TASK GOAL:
Among the lines below, which ones contain the word "SessionId"? Copy every such line.

** Opening DATA FOR THIS EXERCISE block **

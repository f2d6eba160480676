//! Capability layer for describing, registering, and executing tools, plus
//! the JSON-RPC wire types shared by the registry server and the agent.

mod args;
mod descriptor;
mod error;
mod hooks;
mod registry;
#[cfg(feature = "remote")]
mod remote;
pub mod rpc;
mod runtime;
mod tool;
mod types;

pub mod prelude {
    pub use crate::{
        DefaultToolRuntime, ParameterKind, ReturnShape, Tool, ToolDescriptor, ToolError,
        ToolErrorKind, ToolExecutionContext, ToolExecutionResult, ToolFuture, ToolOutput,
        ToolParameter, ToolRegistry, ToolRuntime,
    };
}

pub use args::{parse_json_object, parse_json_value, required_string, required_usize};
pub use descriptor::{
    DESCRIPTOR_ANNOTATION, ParameterKind, ReturnShape, ToolDescriptor, ToolParameter,
};
pub use error::{ToolError, ToolErrorKind};
pub use hooks::{NoopToolRuntimeHooks, ToolRuntimeHooks};
pub use registry::ToolRegistry;
#[cfg(feature = "remote")]
pub use remote::{DEFAULT_REQUEST_TIMEOUT, RemoteToolRuntime};
pub use runtime::{DefaultToolRuntime, ToolRuntime};
pub use tool::{FunctionTool, Tool, ToolFuture};
pub use types::{ToolExecutionContext, ToolExecutionResult, ToolOutput};
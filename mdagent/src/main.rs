//! Agent process entry point.

use anyhow::Context;
use mdagent::{AgentConfig, build_agent, run_session};
use tokio::io::BufReader;
use tracing_subscriber::{layer::SubscriberExt, util::SubscriberInitExt};

#[tokio::main]
async fn main() -> anyhow::Result<()> {
    let _ = dotenvy::dotenv();

    tracing_subscriber::registry()
        .with(
            tracing_subscriber::EnvFilter::try_from_default_env()
                .unwrap_or_else(|_| "mdagent=info,mdchat=info".into()),
        )
        .with(tracing_subscriber::fmt::layer().with_writer(std::io::stderr))
        .init();

    let config = AgentConfig::from_env().context("failed to load configuration")?;
    let agent = build_agent(&config)
        .await
        .with_context(|| format!("failed to start agent against {}", config.registry_url))?;

    let summary = run_session(&agent, BufReader::new(tokio::io::stdin()), tokio::io::stdout())
        .await
        .context("terminal session failed")?;
    tracing::info!(
        turns = summary.turns,
        failed_turns = summary.failed_turns,
        "session ended"
    );

    Ok(())
}
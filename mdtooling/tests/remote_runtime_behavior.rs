#![cfg(feature = "remote")]

use std::sync::atomic::{AtomicU32, Ordering};
use std::sync::{Arc, Mutex};
use std::time::Duration;

use axum::extract::State;
use axum::http::StatusCode;
use axum::response::{IntoResponse, Response};
use axum::routing::post;
use axum::{Json, Router};
use mdprovider::{RetryPolicy, ToolCall};
use mdtooling::rpc::{
    CallToolResult, PromptArgument, PromptDescriptor, RpcRequest, RpcResponse, error_codes,
};
use mdtooling::{
    ParameterKind, RemoteToolRuntime, ReturnShape, ToolDescriptor, ToolErrorKind,
    ToolExecutionContext, ToolOutput, ToolParameter, ToolRuntime,
};
use serde_json::{Value, json};

#[derive(Default)]
struct ScriptedRegistry {
    unavailable_calls: AtomicU32,
    methods: Mutex<Vec<String>>,
}

fn summary_prompt() -> PromptDescriptor {
    PromptDescriptor {
        name: "stock_summary_prompt".to_string(),
        description: "Summarize a stock".to_string(),
        arguments: vec![PromptArgument {
            name: "ticker".to_string(),
            description: "Ticker symbol".to_string(),
            required: true,
        }],
    }
}

fn sector_descriptor() -> ToolDescriptor {
    ToolDescriptor::new("sector_info", "Sector and industry", ReturnShape::Mapping)
        .with_parameter(ToolParameter::required("ticker", ParameterKind::String))
}

async fn handle(
    State(registry): State<Arc<ScriptedRegistry>>,
    Json(request): Json<RpcRequest>,
) -> Response {
    registry
        .methods
        .lock()
        .expect("methods lock")
        .push(request.method.clone());

    let Some(id) = request.id.clone() else {
        return StatusCode::ACCEPTED.into_response();
    };

    let response = match request.method.as_str() {
        "initialize" => RpcResponse::success(id, json!({"protocolVersion": "2025-03-26"})),
        "tools/list" => {
            RpcResponse::success(id, json!({"tools": [sector_descriptor().to_wire()]}))
        }
        "prompts/list" => RpcResponse::success(id, json!({"prompts": [summary_prompt()]})),
        "tools/call" => {
            if registry
                .unavailable_calls
                .fetch_update(Ordering::SeqCst, Ordering::SeqCst, |left| left.checked_sub(1))
                .is_ok()
            {
                return StatusCode::SERVICE_UNAVAILABLE.into_response();
            }

            let params = request.params.unwrap_or(Value::Null);
            if params["name"] != "sector_info" {
                RpcResponse::error(id, error_codes::INVALID_PARAMS, "unknown tool")
            } else {
                let output = ToolOutput::success(json!({
                    "sector": "Technology",
                    "industry": "Semiconductors",
                    "ticker": params["arguments"]["ticker"],
                }));
                let result = serde_json::to_value(CallToolResult::from_output(&output))
                    .expect("result should serialize");
                RpcResponse::success(id, result)
            }
        }
        _ => RpcResponse::error(id, error_codes::METHOD_NOT_FOUND, "method not found"),
    };

    Json(response).into_response()
}

async fn spawn_registry(registry: Arc<ScriptedRegistry>) -> String {
    let app = Router::new()
        .route("/mcp", post(handle))
        .with_state(registry);
    let listener = tokio::net::TcpListener::bind("127.0.0.1:0")
        .await
        .expect("listener should bind");
    let address = listener.local_addr().expect("listener address");
    tokio::spawn(async move {
        let _ = axum::serve(listener, app).await;
    });

    format!("http://{address}/mcp")
}

fn fast_retry(max_attempts: u32) -> RetryPolicy {
    RetryPolicy {
        initial_backoff: Duration::from_millis(1),
        max_backoff: Duration::from_millis(5),
        ..RetryPolicy::new(max_attempts)
    }
}

fn sector_call(name: &str) -> ToolCall {
    ToolCall {
        id: "call_1".to_string(),
        name: name.to_string(),
        arguments: "{\"ticker\":\"NVDA\"}".to_string(),
    }
}

#[tokio::test]
async fn connect_discovers_the_catalog() {
    let registry = Arc::new(ScriptedRegistry::default());
    let endpoint = spawn_registry(registry.clone()).await;

    let runtime = RemoteToolRuntime::new(endpoint)
        .connect()
        .await
        .expect("connect should succeed");

    assert_eq!(runtime.descriptors(), vec![sector_descriptor()]);
    assert_eq!(
        registry.methods.lock().expect("methods lock").clone(),
        vec!["initialize", "notifications/initialized", "tools/list"]
    );
}

#[tokio::test]
async fn tool_calls_round_trip_structured_values() {
    let endpoint = spawn_registry(Arc::new(ScriptedRegistry::default())).await;
    let runtime = RemoteToolRuntime::new(endpoint)
        .connect()
        .await
        .expect("connect should succeed");

    let result = runtime
        .execute(sector_call("sector_info"), ToolExecutionContext::new("s-1"))
        .await
        .expect("call should succeed");

    assert_eq!(result.tool_call_id, "call_1");
    assert!(!result.is_error());
    assert_eq!(
        result.output.value,
        json!({"sector": "Technology", "industry": "Semiconductors", "ticker": "NVDA"})
    );
}

#[tokio::test]
async fn unavailable_registry_is_retried_before_succeeding() {
    let registry = Arc::new(ScriptedRegistry {
        unavailable_calls: AtomicU32::new(2),
        ..ScriptedRegistry::default()
    });
    let endpoint = spawn_registry(registry.clone()).await;
    let runtime = RemoteToolRuntime::new(endpoint)
        .with_retry_policy(fast_retry(3))
        .connect()
        .await
        .expect("connect should succeed");

    let result = runtime
        .execute(sector_call("sector_info"), ToolExecutionContext::new("s-2"))
        .await
        .expect("third attempt should succeed");

    assert!(!result.is_error());
    let calls = registry
        .methods
        .lock()
        .expect("methods lock")
        .iter()
        .filter(|method| method.as_str() == "tools/call")
        .count();
    assert_eq!(calls, 3);
}

#[tokio::test]
async fn exhausted_retries_surface_a_transport_error() {
    let registry = Arc::new(ScriptedRegistry {
        unavailable_calls: AtomicU32::new(10),
        ..ScriptedRegistry::default()
    });
    let endpoint = spawn_registry(registry).await;
    let runtime = RemoteToolRuntime::new(endpoint)
        .with_retry_policy(fast_retry(2))
        .connect()
        .await
        .expect("connect should succeed");

    let error = runtime
        .execute(sector_call("sector_info"), ToolExecutionContext::new("s-3"))
        .await
        .expect_err("registry stays unavailable");

    assert_eq!(error.kind, ToolErrorKind::Transport);
    assert_eq!(error.tool_call_id.as_deref(), Some("call_1"));
}

#[tokio::test]
async fn unknown_tools_are_invalid_arguments() {
    let endpoint = spawn_registry(Arc::new(ScriptedRegistry::default())).await;
    let runtime = RemoteToolRuntime::new(endpoint)
        .connect()
        .await
        .expect("connect should succeed");

    let error = runtime
        .execute(sector_call("stock_quote"), ToolExecutionContext::new("s-4"))
        .await
        .expect_err("unknown tool fails");

    assert_eq!(error.kind, ToolErrorKind::InvalidArguments);
}

#[tokio::test]
async fn unreachable_registry_fails_to_connect() {
    let listener = tokio::net::TcpListener::bind("127.0.0.1:0")
        .await
        .expect("listener should bind");
    let address = listener.local_addr().expect("listener address");
    drop(listener);

    let error = RemoteToolRuntime::new(format!("http://{address}/mcp"))
        .with_retry_policy(fast_retry(2))
        .connect()
        .await
        .expect_err("nothing is listening");

    assert_eq!(error.kind, ToolErrorKind::Transport);
}

#[tokio::test]
async fn prompts_are_listed_from_the_registry() {
    let registry = Arc::new(ScriptedRegistry::default());
    let endpoint = spawn_registry(registry.clone()).await;
    let runtime = RemoteToolRuntime::new(endpoint)
        .connect()
        .await
        .expect("connect should succeed");

    let prompts = runtime.list_prompts().await.expect("prompts should list");

    assert_eq!(prompts, vec![summary_prompt()]);
    assert_eq!(
        registry.methods.lock().expect("methods lock").last().map(String::as_str),
        Some("prompts/list")
    );
}

#[tokio::test]
async fn silent_registry_times_out_instead_of_hanging() {
    let listener = tokio::net::TcpListener::bind("127.0.0.1:0")
        .await
        .expect("listener should bind");
    let address = listener.local_addr().expect("listener address");
    let held = Arc::new(Mutex::new(Vec::new()));
    let accepted = Arc::clone(&held);
    tokio::spawn(async move {
        while let Ok((socket, _)) = listener.accept().await {
            accepted.lock().expect("sockets lock").push(socket);
        }
    });

    let connecting = RemoteToolRuntime::new(format!("http://{address}/mcp"))
        .with_request_timeout(Duration::from_millis(100))
        .with_retry_policy(fast_retry(2))
        .connect();
    let error = tokio::time::timeout(Duration::from_secs(5), connecting)
        .await
        .expect("request timeout should fire first")
        .expect_err("registry never answers");

    assert_eq!(error.kind, ToolErrorKind::Timeout);
    assert!(error.retryable);
    assert!(!held.lock().expect("sockets lock").is_empty());
}
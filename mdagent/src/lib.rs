//! Interactive market research agent: connects to a marketdesk tool registry,
//! binds its catalog to an OpenAI-backed reason-act loop, and keeps the
//! conversation under a session id.
//!
//! ```rust
//! use mdagent::{AgentConfig, StoreConfig, is_exit_command};
//!
//! let config = AgentConfig::from_lookup(|key| match key {
//!     "OPENAI_API_KEY" => Some("sk-example".to_string()),
//!     _ => None,
//! })
//! .expect("only the API key is required");
//!
//! assert_eq!(config.session_id, "conversation_1");
//! assert_eq!(config.store, StoreConfig::Memory);
//! assert!(is_exit_command("quit"));
//! ```

mod config;
mod runtime;
mod session;

pub use config::{AgentConfig, ConfigError, StoreConfig};
pub use runtime::{
    SetupError, SetupErrorKind, build_agent, build_provider, chat_service, connect_registry,
    open_store,
};
pub use session::{
    Agent, REPLY_PREFIX, SessionSummary, USER_PROMPT, is_exit_command, run_session,
};
//! Turns provider, tool, and chat-turn hook callbacks into `tracing` events
//! and `metrics` series.
//!
//! Each layer's hook trait is implemented by [`TracingObservabilityHooks`]
//! and [`MetricsObservabilityHooks`]. [`Observers`] runs two sinks side by
//! side, and the `Safe*` wrappers keep a panicking sink from unwinding into
//! the call it observes.
//!
//! ```rust
//! use mdobserve::{MetricsObservabilityHooks, Observers, SafeToolHooks, TracingObservabilityHooks};
//!
//! let _hooks = SafeToolHooks::new(Observers(
//!     TracingObservabilityHooks,
//!     MetricsObservabilityHooks,
//! ));
//! ```

mod chat;
mod guard;
mod provider;
mod tools;

use std::time::Duration;

pub use guard::{SafeChatHooks, SafeProviderHooks, SafeToolHooks};

/// Emits one structured `tracing` event per callback, tagged with `phase`
/// (`provider`, `tool`, `chat`) and `event`.
#[derive(Debug, Clone, Copy, Default)]
pub struct TracingObservabilityHooks;

/// Records counters and histograms under the `marketdesk_` prefix. Without
/// an installed recorder the calls are no-ops.
#[derive(Debug, Clone, Copy, Default)]
pub struct MetricsObservabilityHooks;

/// Forwards every callback to both sinks, first `.0` then `.1`.
#[derive(Debug, Clone, Copy, Default)]
pub struct Observers<A, B>(pub A, pub B);

fn millis(elapsed: Duration) -> u64 {
    u64::try_from(elapsed.as_millis()).unwrap_or(u64::MAX)
}
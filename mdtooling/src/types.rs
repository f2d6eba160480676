//! What a tool call runs with and what it hands back.

use mdcommon::{SessionId, TraceId};
use mdprovider::{Message, ToolCall, ToolResult};
use serde_json::{Value, json};

/// Ambient identity of the conversation a call belongs to.
#[derive(Debug, Clone, PartialEq, Eq)]
pub struct ToolExecutionContext {
    pub session_id: SessionId,
    pub trace_id: Option<TraceId>,
}

impl ToolExecutionContext {
    pub fn new(session_id: impl Into<SessionId>) -> Self {
        Self {
            session_id: session_id.into(),
            trace_id: None,
        }
    }

    pub fn with_trace_id(self, trace_id: impl Into<TraceId>) -> Self {
        Self {
            trace_id: Some(trace_id.into()),
            ..self
        }
    }
}

/// Value produced by one tool invocation.
///
/// An `is_error` output is a contained fault: `value` is the `{"error": ..}`
/// mapping and stands in for the tool's declared return value.
#[derive(Debug, Clone, PartialEq)]
pub struct ToolOutput {
    pub value: Value,
    pub is_error: bool,
}

impl ToolOutput {
    pub fn success(value: impl Into<Value>) -> Self {
        Self {
            value: value.into(),
            is_error: false,
        }
    }

    pub fn failure(message: impl Into<String>) -> Self {
        Self {
            value: json!({ "error": message.into() }),
            is_error: true,
        }
    }

    /// Text handed to the model. Strings pass through untouched so report
    /// formatting survives; anything else is compact JSON.
    pub fn render(&self) -> String {
        self.value
            .as_str()
            .map_or_else(|| self.value.to_string(), str::to_owned)
    }
}

#[derive(Debug, Clone, PartialEq)]
pub struct ToolExecutionResult {
    pub tool_call_id: String,
    pub tool_name: String,
    pub output: ToolOutput,
}

impl ToolExecutionResult {
    pub fn new(
        tool_call_id: impl Into<String>,
        tool_name: impl Into<String>,
        output: ToolOutput,
    ) -> Self {
        Self {
            tool_call_id: tool_call_id.into(),
            tool_name: tool_name.into(),
            output,
        }
    }

    pub fn from_call(call: &ToolCall, output: ToolOutput) -> Self {
        Self::new(&call.id, &call.name, output)
    }

    pub fn is_error(&self) -> bool {
        self.output.is_error
    }

    pub fn into_tool_result(self) -> ToolResult {
        let output = self.output.render();
        ToolResult {
            tool_call_id: self.tool_call_id,
            output,
        }
    }

    /// The `tool` role turn answering the originating call.
    pub fn into_message(self) -> Message {
        self.into_tool_result().into()
    }
}
//! Where finished turns are kept between requests.
//!
//! ```rust
//! use mdchat::{ConversationStore, InMemoryConversationStore, SessionId};
//! use mdprovider::{Message, Role};
//!
//! let runtime = tokio::runtime::Runtime::new().expect("runtime");
//! let store = InMemoryConversationStore::new();
//! let session = SessionId::from("conversation_1");
//!
//! runtime.block_on(async {
//!     store
//!         .append_messages(&session, vec![Message::new(Role::User, "Hi")])
//!         .await
//!         .expect("append");
//!     assert_eq!(store.load_messages(&session).await.expect("load").len(), 1);
//! });
//! ```

use std::collections::BTreeMap;
use std::sync::{PoisonError, RwLock};

use mdcommon::{BoxFuture, SessionId};
use mdprovider::Message;

use crate::ChatError;

pub type ChatFuture<'a, T> = BoxFuture<'a, T>;

/// Ordered, append-only message history per session.
///
/// Loading a session that was never written yields an empty history.
pub trait ConversationStore: Send + Sync {
    fn load_messages<'a>(
        &'a self,
        session_id: &'a SessionId,
    ) -> ChatFuture<'a, Result<Vec<Message>, ChatError>>;

    fn append_messages<'a>(
        &'a self,
        session_id: &'a SessionId,
        messages: Vec<Message>,
    ) -> ChatFuture<'a, Result<(), ChatError>>;
}

/// Process-local store; history is lost when the process exits.
#[derive(Debug, Default)]
pub struct InMemoryConversationStore {
    histories: RwLock<BTreeMap<SessionId, Vec<Message>>>,
}

impl InMemoryConversationStore {
    pub fn new() -> Self {
        Self::default()
    }
}

fn poisoned<T>(_: PoisonError<T>) -> ChatError {
    ChatError::store("conversation history lock poisoned")
}

impl ConversationStore for InMemoryConversationStore {
    fn load_messages<'a>(
        &'a self,
        session_id: &'a SessionId,
    ) -> ChatFuture<'a, Result<Vec<Message>, ChatError>> {
        Box::pin(async move {
            let histories = self.histories.read().map_err(poisoned)?;
            Ok(histories.get(session_id).map(Vec::clone).unwrap_or_default())
        })
    }

    fn append_messages<'a>(
        &'a self,
        session_id: &'a SessionId,
        messages: Vec<Message>,
    ) -> ChatFuture<'a, Result<(), ChatError>> {
        Box::pin(async move {
            if messages.is_empty() {
                return Ok(());
            }
            let mut histories = self.histories.write().map_err(poisoned)?;
            histories.entry(session_id.clone()).or_default().extend(messages);
            Ok(())
        })
    }
}
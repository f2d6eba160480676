//! Model provider contract implemented by each adapter.

use std::future::Future;
use std::pin::Pin;

use crate::{BoxedEventStream, ModelRequest, ModelResponse, ProviderError, ProviderId};

pub type ProviderFuture<'a, T> = Pin<Box<dyn Future<Output = T> + Send + 'a>>;

pub trait ModelProvider: Send + Sync {
    fn id(&self) -> ProviderId;

    fn complete<'a>(
        &'a self,
        request: ModelRequest,
    ) -> ProviderFuture<'a, Result<ModelResponse, ProviderError>>;

    fn stream<'a>(
        &'a self,
        request: ModelRequest,
    ) -> ProviderFuture<'a, Result<BoxedEventStream<'a>, ProviderError>>;
}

** Closing DATA FOR THIS EXERCISE block **

SOLUTION BELOW:
use mdcommon::{SessionId, TraceId};
    pub session_id: SessionId,
    pub fn new(session_id: impl Into<SessionId>) -> Self {
//! use mdchat::{ConversationStore, InMemoryConversationStore, SessionId};
//! let session = SessionId::from("conversation_1");
use mdcommon::{BoxFuture, SessionId};
        session_id: &'a SessionId,
        session_id: &'a SessionId,
    histories: RwLock<BTreeMap<SessionId, Vec<Message>>>,
        session_id: &'a SessionId,
        session_id: &'a SessionId,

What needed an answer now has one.